The IRS Clarifies that Private Equity, Hedge Funds and Other Partnerships are Subject to Withholding Requirements When Foreign Persons are Involved
May 23, 2019
On May 7, 2019, the IRS issued proposed regulations for new code section 1446(f), which requires withholding of income tax when a foreign person recognizes gain or loss from the sale or exchange of certain partnership interests, as described in IRC 864(c)(8). Such interests include limited partner interests in private equity and hedge funds. The proposed regulations provide further guidance regarding withholding of income tax and information reporting with respect to the disposition of an interest of a foreign investor in a partnership engaged in trade or business within the United States.

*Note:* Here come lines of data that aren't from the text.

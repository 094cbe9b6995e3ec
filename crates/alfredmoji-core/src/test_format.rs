//! Line parser for `emoji-test.txt`.
//!
//! ```text
//! # subgroup: face-smiling
//! 1F600          ; fully-qualified     # 😀 E1.0 grinning face
//! 263A           ; unqualified         # ☺ E0.6 smiling face
//! ```
//!
//! Subgroup headers set context for every following data line, so parsing is
//! a fold: [`parse_line`] takes the current [`ParserState`] by value and hands
//! back the next one together with the record (if any) the line produced.
//! Only `fully-qualified` lines yield records; anything else is skipped
//! without error, since most of the file is comments and variants we do not
//! want.

use std::sync::LazyLock;

use regex::Regex;

use crate::normalize::{normalize_description, normalize_subgroup};
use crate::types::{EmojiRecord, Glyph, Qualification};

const SUBGROUP_HEADER: &str = "# subgroup:";

/// Lines mentioning any of these are never emitted, wherever the marker
/// appears on the line.
const EXCLUDED_MARKERS: &[&str] = &["minimally-qualified", "unqualified", "component"];

/// `<glyph> E<major>.<minor> <description>`, with the glyph matched lazily so
/// the first version token wins.
static ANNOTATION: LazyLock<Regex> = LazyLock::new(|| {
    Regex::new(r"^\s*(.+?) E\d+\.\d+ (.+)$").expect("annotation regex must compile")
});

/// State carried from one line to the next.
#[derive(Debug, Clone, Default, PartialEq, Eq)]
pub struct ParserState {
    /// Normalised label from the last `# subgroup:` header, if one was seen.
    pub current_subgroup: Option<String>,
}

/// Parse one line. Returns the state for the next line and at most one
/// record.
pub fn parse_line(state: ParserState, line: &str) -> (ParserState, Option<EmojiRecord>) {
    if let Some(label) = line.strip_prefix(SUBGROUP_HEADER) {
        let next = ParserState {
            current_subgroup: Some(normalize_subgroup(label)),
        };
        return (next, None);
    }

    let record = parse_data_line(line).map(|r| r.with_subgroup(state.current_subgroup.clone()));
    (state, record)
}

/// Fold [`parse_line`] over a sequence of lines, starting with no subgroup.
pub fn parse_lines<I, S>(lines: I) -> impl Iterator<Item = EmojiRecord>
where
    I: IntoIterator<Item = S>,
    S: AsRef<str>,
{
    lines
        .into_iter()
        .scan(ParserState::default(), |state, line| {
            let (next, record) = parse_line(std::mem::take(state), line.as_ref());
            *state = next;
            Some(record)
        })
        .flatten()
}

/// Split a trailing annotation (`" 😀 E1.0 grinning face"`) into the glyph
/// and the normalised description. Any other shape returns `None`. A
/// description made only of stripped punctuation normalises to `""` and is
/// still returned.
pub fn extract_annotation(annotation: &str) -> Option<(String, String)> {
    let caps = ANNOTATION.captures(annotation)?;
    let glyph = caps.get(1)?.as_str().trim();
    let description = normalize_description(caps.get(2)?.as_str());
    if glyph.is_empty() {
        return None;
    }
    Some((glyph.to_string(), description))
}

fn parse_data_line(line: &str) -> Option<EmojiRecord> {
    if line.starts_with('#') || !line.contains(';') || !line.contains('#') {
        return None;
    }
    if EXCLUDED_MARKERS.iter().any(|marker| line.contains(marker)) {
        return None;
    }

    // code points ; status # annotation
    let (_, rest) = line.split_once(';')?;
    let (status, annotation) = rest.split_once('#')?;
    if Qualification::parse(status)? != Qualification::FullyQualified {
        return None;
    }

    let (glyph, description) = extract_annotation(annotation)?;
    Some(EmojiRecord::new(Glyph::Literal(glyph), description))
}
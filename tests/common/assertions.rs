//! Domain-specific assertions for alfredmoji harnesses.
//!
//! These wrap `pretty_assertions` and add context-rich failure messages that
//! make it clear which record or archive entry broke.

use std::collections::BTreeMap;
use std::io::Read;
use std::path::Path;

// ---------------------------------------------------------------------------
// Record assertions
// ---------------------------------------------------------------------------

/// Assert a record's glyph text, description and subgroup in one go.
///
/// ```rust
/// assert_record!(record, "😀", "grinning-face", Some("face-smiling"));
/// ```
#[macro_export]
macro_rules! assert_record {
    ($record:expr, $glyph:expr, $description:expr, $subgroup:expr) => {{
        let record: &alfredmoji::EmojiRecord = &$record;
        let expected: (&str, &str, Option<&str>) = ($glyph, $description, $subgroup);
        pretty_assertions::assert_eq!(
            (
                record.glyph.raw(),
                record.description.as_str(),
                record.subgroup.as_deref()
            ),
            expected,
            "record mismatch for {:?}",
            record
        );
    }};
}

/// Assert that a description is safe to use as a keyword and file name.
#[macro_export]
macro_rules! assert_keyword_safe {
    ($description:expr) => {{
        let description: &str = &$description;
        let bad: Vec<char> = description
            .chars()
            .filter(|c| {
                c.is_whitespace()
                    || matches!(c, ',' | ':' | '\u{2018}' | '\u{2019}' | '\u{201C}' | '\u{201D}')
            })
            .collect();
        if !bad.is_empty() {
            panic!(
                "assert_keyword_safe! failed: {:?} contains {:?}",
                description, bad
            );
        }
    }};
}

// ---------------------------------------------------------------------------
// Archive helpers
// ---------------------------------------------------------------------------

/// Read every entry of a zip archive into `name → bytes`.
pub fn read_archive(path: &Path) -> BTreeMap<String, Vec<u8>> {
    let file = std::fs::File::open(path)
        .unwrap_or_else(|e| panic!("cannot open archive {}: {e}", path.display()));
    let mut archive = zip::ZipArchive::new(file).expect("valid zip archive");
    let mut entries = BTreeMap::new();
    for i in 0..archive.len() {
        let mut entry = archive.by_index(i).expect("archive entry");
        let mut bytes = Vec::new();
        entry.read_to_end(&mut bytes).expect("read archive entry");
        entries.insert(entry.name().to_string(), bytes);
    }
    entries
}

/// Snippet JSON files (`*.json`) in `dir`, by file name.
pub fn snippet_files(dir: &Path) -> BTreeMap<String, Vec<u8>> {
    let Ok(read_dir) = std::fs::read_dir(dir) else {
        return BTreeMap::new();
    };
    read_dir
        .filter_map(Result::ok)
        .map(|e| e.path())
        .filter(|p| p.extension().is_some_and(|ext| ext == "json"))
        .map(|p| {
            let name = p.file_name().unwrap().to_string_lossy().into_owned();
            (name, std::fs::read(&p).unwrap())
        })
        .collect()
}
//! alfredmoji-pack — turns parsed emoji records into an Alfred snippet pack.
//!
//! [`pipeline::run`] is the entry point: it pulls lines from a
//! [`LineSource`](alfredmoji_feeds::LineSource), parses them, writes one
//! snippet JSON file per record into the build directory, adds the manifest
//! and icon, and zips the lot into `<dist>/<name>.alfredsnippets`.

pub mod archive;
pub mod error;
pub mod manifest;
pub mod pipeline;
pub mod snippet;

pub use error::{ArchiveError, EmitError};
pub use pipeline::{run, Mode, PackOptions, RunReport};
pub use snippet::{Snippet, SnippetFile};
//! The end-to-end run: fetch → parse → preview or emit → archive.
//!
//! Everything the run needs arrives in a [`PackOptions`] value; nothing is
//! read from process-global state, so tests can drive any configuration.
//! The run is strictly sequential.

use std::io::Write;
use std::path::{Path, PathBuf};

use alfredmoji_core::config::Config;
use alfredmoji_core::{sequences, test_format, EmojiRecord, Glyph, SourceFormat};
use alfredmoji_feeds::LineSource;
use anyhow::Context;
use tracing::{debug, error, info, warn};

use crate::archive::build_archive;
use crate::manifest;
use crate::snippet::{generate_uid, write_snippet, Snippet};

/// What to do with the parsed records.
#[derive(Debug, Clone, Copy, PartialEq, Eq)]
pub enum Mode {
    /// Print each record to the output writer; write nothing to disk.
    /// `code_points` shows raw hex instead of the glyph for
    /// `emoji-sequences.txt` records.
    Preview { code_points: bool },
    /// Write snippet files and build the archive.
    Package,
}

/// Explicit configuration for one run.
#[derive(Debug, Clone)]
pub struct PackOptions {
    pub format: SourceFormat,
    pub mode: Mode,
    /// Data revision, used in the archive name.
    pub version: String,
    pub build_dir: PathBuf,
    pub dist_dir: PathBuf,
    pub name_prefix: String,
    pub keyword_prefix: String,
    pub keyword_suffix: String,
    pub icon: Option<PathBuf>,
    pub keep_build: bool,
}

impl PackOptions {
    /// Options for `format` taken from `config`, in package mode.
    pub fn from_config(config: &Config, format: SourceFormat) -> Self {
        Self {
            format,
            mode: Mode::Package,
            version: config.source.version_for(format).to_string(),
            build_dir: config.paths.build_dir.clone(),
            dist_dir: config.paths.dist_dir.clone(),
            name_prefix: config.pack.name_prefix.clone(),
            keyword_prefix: config.pack.keyword_prefix.clone(),
            keyword_suffix: config.pack.keyword_suffix.clone(),
            icon: config.paths.icon.clone(),
            keep_build: config.pack.keep_build,
        }
    }

    /// `alfredmoji-15.1.alfredsnippets`, or
    /// `alfredmoji-sequences-15.1.alfredsnippets` for the sequences file.
    pub fn archive_name(&self) -> String {
        match self.format {
            SourceFormat::Test => format!("{}-{}.alfredsnippets", self.name_prefix, self.version),
            SourceFormat::Sequences => {
                format!("{}-sequences-{}.alfredsnippets", self.name_prefix, self.version)
            }
        }
    }

    pub fn archive_path(&self) -> PathBuf {
        self.dist_dir.join(self.archive_name())
    }
}

/// Counts from a finished run.
#[derive(Debug, Clone, Default, PartialEq, Eq)]
pub struct RunReport {
    /// Records produced by the parser.
    pub parsed: usize,
    /// Snippet files written.
    pub emitted: usize,
    /// Records whose snippet file could not be written.
    pub failed: usize,
    /// The archive, if one was built.
    pub archive: Option<PathBuf>,
}

/// Run the pipeline against `source`.
///
/// Only a fetch failure (or failing to create the output directories) is an
/// error. Per-record write failures are logged and counted, and an archive
/// failure is logged and leaves the build directory in place.
pub fn run<S, W>(source: &S, opts: &PackOptions, out: &mut W) -> anyhow::Result<RunReport>
where
    S: LineSource + ?Sized,
    W: Write,
{
    let lines = source
        .fetch_lines()
        .with_context(|| format!("Error fetching emoji data from {}", source.describe()))?;
    info!("read {} lines from {}", lines.len(), source.describe());

    let records: Box<dyn Iterator<Item = EmojiRecord> + '_> = match opts.format {
        SourceFormat::Test => Box::new(test_format::parse_lines(&lines)),
        SourceFormat::Sequences => Box::new(sequences::parse_lines(&lines)),
    };

    match opts.mode {
        Mode::Preview { code_points } => preview(records, opts.format, code_points, out),
        Mode::Package => package(records, opts),
    }
}

fn preview(
    records: impl Iterator<Item = EmojiRecord>,
    format: SourceFormat,
    code_points: bool,
    out: &mut impl Write,
) -> anyhow::Result<RunReport> {
    let mut report = RunReport::default();
    for record in records {
        report.parsed += 1;
        match (format, &record.glyph) {
            (SourceFormat::Sequences, Glyph::CodePoints(raw)) => {
                let shown = if code_points {
                    raw.clone()
                } else {
                    record.glyph.resolve()
                };
                writeln!(out, "Emoji: {shown}, Description: {}", record.description)?;
            }
            _ => writeln!(out, "{}: {}", record.glyph.resolve(), record.description)?,
        }
    }
    Ok(report)
}

fn package(
    records: impl Iterator<Item = EmojiRecord>,
    opts: &PackOptions,
) -> anyhow::Result<RunReport> {
    for dir in [&opts.build_dir, &opts.dist_dir] {
        std::fs::create_dir_all(dir)
            .with_context(|| format!("creating directory {}", dir.display()))?;
    }

    let mut report = RunReport::default();
    let mut files = Vec::new();

    for record in records {
        report.parsed += 1;
        let snippet = Snippet::from_record(&record, record.glyph.resolve(), generate_uid());
        match write_snippet(&opts.build_dir, &snippet) {
            Ok(path) => {
                debug!("wrote {}", path.display());
                report.emitted += 1;
                files.push(path);
            }
            Err(err) => {
                error!("Error generating JSON for {}: {err}", record.description);
                report.failed += 1;
            }
        }
    }
    info!(
        "wrote {} snippets ({} failed) to {}",
        report.emitted,
        report.failed,
        opts.build_dir.display()
    );

    let archive = opts.archive_path();
    match stage_assets(opts).and_then(|assets| {
        files.extend(assets);
        build_archive(&archive, &files).map_err(anyhow::Error::from)
    }) {
        Ok(()) => {
            info!("{} created successfully", archive.display());
            if !opts.keep_build {
                clean_build(&opts.build_dir, &files);
            }
            report.archive = Some(archive);
        }
        Err(err) => error!("Error creating {}: {err:#}", archive.display()),
    }

    Ok(report)
}

fn stage_assets(opts: &PackOptions) -> anyhow::Result<Vec<PathBuf>> {
    let plist = manifest::write_info_plist(&opts.build_dir, &opts.keyword_prefix, &opts.keyword_suffix)
        .context("Error generating info.plist")?;
    let icon = manifest::write_icon(&opts.build_dir, opts.icon.as_deref())
        .context("Error staging icon.png")?;
    Ok(vec![plist, icon])
}

/// Remove the files this run staged, then the build directory if that left
/// it empty. Anything else in the directory is not ours to delete.
fn clean_build(build_dir: &Path, staged: &[PathBuf]) {
    for path in staged {
        if let Err(err) = std::fs::remove_file(path) {
            warn!("could not remove {}: {err}", path.display());
        }
    }
    if std::fs::remove_dir(build_dir).is_err() {
        debug!("{} not empty, leaving it", build_dir.display());
    }
}
//! Render capabilities for a client without a canvas.
//!
//! Every handle logs what a renderer would have drawn.

use inkboard_core::{Capabilities, ClientId, Item, ItemId, ItemRegistry, ItemType, RenderHandle, SelectionView};
use kurbo::Affine;

pub struct LoggingItem {
    id: ItemId,
}

impl RenderHandle for LoggingItem {
    fn update(&mut self, item: &Item) {
        log::debug!("{} redrawn at {:?}", self.id, item.board_transform().origin);
    }

    fn selection_changed(&mut self, selector: Option<ClientId>) {
        match selector {
            Some(client) => log::debug!("{} highlighted for {}", self.id, client),
            None => log::debug!("{} released", self.id),
        }
    }

    fn removed(&mut self) {
        log::debug!("{} removed", self.id);
    }
}

pub struct LoggingSelection {
    owner: String,
}

impl SelectionView for LoggingSelection {
    fn srt_changed(&mut self, srt: Affine) {
        log::debug!("{} selection placed at {:?}", self.owner, srt.translation());
    }

    fn item_added(&mut self, id: ItemId, _sit: Affine) {
        log::debug!("{} selection gained {}", self.owner, id);
    }

    fn item_removed(&mut self, id: ItemId) {
        log::debug!("{} selection lost {}", self.owner, id);
    }
}

/// A registry with a logging handle for every item type.
pub fn registry() -> ItemRegistry {
    ItemType::ALL.iter().fold(ItemRegistry::new(), |registry, item_type| {
        registry.register(*item_type, |id: ItemId, _: &Item| -> Box<dyn RenderHandle> { Box::new(LoggingItem { id }) })
    })
}

/// Bind every render capability of a board to logging stand-ins.
pub fn bind(capabilities: &Capabilities) {
    capabilities.bind_registry(registry());
    capabilities.bind_local_selection_factory(|_| -> Box<dyn SelectionView> {
        Box::new(LoggingSelection { owner: "local".into() })
    });
    capabilities.bind_remote_selection_factory(|init| -> Box<dyn SelectionView> {
        Box::new(LoggingSelection { owner: init.id.to_string() })
    });
}
//! The item table: the local mirror of every item on the board.
//!
//! Entries are created by [`ItemTable::add_item`] and only removed by an
//! explicit [`ItemTable::remove_item`]. Each entry records which client, if
//! any, currently holds the item under selection; the selection engine keeps
//! that field in step with its own bookkeeping.
//!
//! Mutations queue [`ItemEvent`]s instead of calling subscribers directly, so
//! the owner can dispatch them once it has released its borrow of the table.
//! Render handles are reached the same way, through the shared
//! [`CallbackQueue`].

use std::collections::HashMap;
use std::fmt;
use std::rc::Rc;

use thiserror::Error;

use crate::events::{CallbackQueue, Deferred, ExclusiveSlot};
use crate::items::{ClientId, Item, ItemFactory, ItemId, LocationError, LocationUpdate, RenderHandle};

#[derive(Debug, Error, PartialEq)]
pub enum TableError {
    #[error("{0} is not in the item table")]
    MissingItem(ItemId),
    #[error("{id} is held by {holder}")]
    HeldBy { id: ItemId, holder: ClientId },
    #[error("cannot move {id}: {source}")]
    Location {
        id: ItemId,
        #[source]
        source: LocationError,
    },
}

/// A change to the item table, for render and tool collaborators.
#[derive(Debug, Clone, Copy, PartialEq, Eq)]
pub enum ItemEvent {
    Insert(ItemId),
    Update(ItemId),
    Deselect(ItemId),
    Remove(ItemId),
}

/// What happened to an incoming remote edit.
#[derive(Debug, Clone, Copy, PartialEq, Eq)]
pub enum EditOutcome {
    Applied,
    /// The item is held by the local selection, whose state wins.
    Suppressed,
    Missing,
}

pub struct ItemEntry {
    pub id: ItemId,
    pub item: Item,
    pub selection: Option<ClientId>,
    handle: Deferred<dyn RenderHandle>,
}

impl fmt::Debug for ItemEntry {
    fn fmt(&self, f: &mut fmt::Formatter<'_>) -> fmt::Result {
        f.debug_struct("ItemEntry")
            .field("id", &self.id)
            .field("item", &self.item)
            .field("selection", &self.selection)
            .finish_non_exhaustive()
    }
}

impl ItemEntry {
    fn set_item(&mut self, item: Item) {
        self.item = item;
        self.redraw();
    }

    fn redraw(&self) {
        let item = self.item.clone();
        self.handle.call(move |handle| handle.update(&item));
    }
}

pub struct ItemTable {
    own_id: ClientId,
    entries: HashMap<ItemId, ItemEntry>,
    factory: Rc<ExclusiveSlot<ItemFactory>>,
    callbacks: Rc<CallbackQueue>,
    events: Vec<ItemEvent>,
}

impl ItemTable {
    pub fn new(own_id: ClientId, factory: Rc<ExclusiveSlot<ItemFactory>>, callbacks: Rc<CallbackQueue>) -> Self {
        Self { own_id, entries: HashMap::new(), factory, callbacks, events: Vec::new() }
    }

    pub fn own_id(&self) -> ClientId {
        self.own_id
    }

    /// Insert a new item. Its render handle is built on the next flush of
    /// the callback queue.
    ///
    /// # Panics
    ///
    /// If `id` is already present (ids are server-assigned and never reused),
    /// or if the item factory has not been bound.
    pub fn add_item(&mut self, id: ItemId, item: Item) {
        assert!(!self.entries.contains_key(&id), "duplicate insert of {id}");
        let factory = self.factory.get();
        let initial = item.clone();
        let handle = Deferred::build(&self.callbacks, move || factory(id, &initial));
        log::trace!("Inserted {} ({})", id, item.item_type());
        self.events.push(ItemEvent::Insert(id));
        self.entries.insert(id, ItemEntry { id, item, selection: None, handle });
    }

    pub fn contains(&self, id: ItemId) -> bool {
        self.entries.contains_key(&id)
    }

    pub fn get(&self, id: ItemId) -> Option<&ItemEntry> {
        self.entries.get(&id)
    }

    /// One result per input id, in input order, `None` for unknown ids.
    pub fn get_many<'a, I>(&'a self, ids: I) -> impl Iterator<Item = Option<&'a ItemEntry>> + 'a
    where
        I: IntoIterator<Item = ItemId>,
        I::IntoIter: 'a,
    {
        ids.into_iter().map(move |id| self.entries.get(&id))
    }

    pub fn entries(&self) -> impl Iterator<Item = &ItemEntry> {
        self.entries.values()
    }

    pub fn len(&self) -> usize {
        self.entries.len()
    }

    pub fn is_empty(&self) -> bool {
        self.entries.is_empty()
    }

    pub fn selector(&self, id: ItemId) -> Option<ClientId> {
        self.entries.get(&id).and_then(|e| e.selection)
    }

    /// Apply an authoritative value from the server, unless the item is
    /// currently held by the local selection.
    pub fn apply_remote_edit(&mut self, id: ItemId, item: Item) -> EditOutcome {
        let own_id = self.own_id;
        let Some(entry) = self.entries.get_mut(&id) else {
            return EditOutcome::Missing;
        };
        if entry.selection == Some(own_id) {
            log::debug!("Suppressed remote edit of locally selected {}", id);
            return EditOutcome::Suppressed;
        }
        entry.set_item(item);
        self.events.push(ItemEvent::Update(id));
        EditOutcome::Applied
    }

    /// Replace the value of an item edited locally.
    ///
    /// Items held by another client are refused; their holder's release
    /// decides where they end up.
    pub fn apply_local_edit(&mut self, id: ItemId, item: Item) -> Result<(), TableError> {
        let own_id = self.own_id;
        let entry = self.entries.get_mut(&id).ok_or(TableError::MissingItem(id))?;
        if let Some(holder) = entry.selection.filter(|holder| *holder != own_id) {
            return Err(TableError::HeldBy { id, holder });
        }
        entry.set_item(item);
        self.events.push(ItemEvent::Update(id));
        Ok(())
    }

    /// Move an item to its final placement, regardless of who selects it.
    pub fn apply_location(&mut self, id: ItemId, update: LocationUpdate) -> Result<(), TableError> {
        let entry = self.entries.get_mut(&id).ok_or(TableError::MissingItem(id))?;
        entry
            .item
            .apply_location_update(update)
            .map_err(|source| TableError::Location { id, source })?;
        entry.redraw();
        self.events.push(ItemEvent::Update(id));
        Ok(())
    }

    /// Record `selector` as the holder of `id`, returning the previous holder.
    ///
    /// Releasing an item (`None`) queues a [`ItemEvent::Deselect`].
    pub fn set_selection(&mut self, id: ItemId, selector: Option<ClientId>) -> Result<Option<ClientId>, TableError> {
        let entry = self.entries.get_mut(&id).ok_or(TableError::MissingItem(id))?;
        let previous = std::mem::replace(&mut entry.selection, selector);
        if previous != selector {
            entry.handle.call(move |handle| handle.selection_changed(selector));
            if selector.is_none() {
                self.events.push(ItemEvent::Deselect(id));
            }
        }
        Ok(previous)
    }

    /// Delete an item. This is the only way an entry leaves the table.
    pub fn remove_item(&mut self, id: ItemId) -> Option<ItemEntry> {
        let entry = self.entries.remove(&id)?;
        entry.handle.call(|handle| handle.removed());
        self.events.push(ItemEvent::Remove(id));
        Some(entry)
    }

    pub fn take_events(&mut self) -> Vec<ItemEvent> {
        std::mem::take(&mut self.events)
    }
}

impl fmt::Debug for ItemTable {
    fn fmt(&self, f: &mut fmt::Formatter<'_>) -> fmt::Result {
        f.debug_struct("ItemTable")
            .field("own_id", &self.own_id)
            .field("len", &self.entries.len())
            .finish_non_exhaustive()
    }
}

The regulations will affect foreign investors, those that purchase interests from foreign investors, and the partnerships themselves (or entities taxed as partnerships) that, directly or indirectly, have foreign partners.
In a sale or exchange of a partnership engaged in a trade or business within the United States, transferees are required to withhold 10% of the amount realized unless the transferor provides an affidavit stating, under penalties of perjury, that the transferor is not a foreign person. Partnerships are also required to withhold tax from future distributions to transferees that were previously required to withhold tax but did not do so. The new regulations also address the withholding requirements for publicly traded partnerships, which require that the seller’s broker withhold the tax, rather than the transferee. Failure to properly withhold could result in penalties to the parties required to withhold.
The IRS is currently accepting comments on these proposed regulations until July 12, 2019. The regulations will be effective for transfers that occur on or after the date that is 60 days after the date the regulations are published as final in the Federal Register.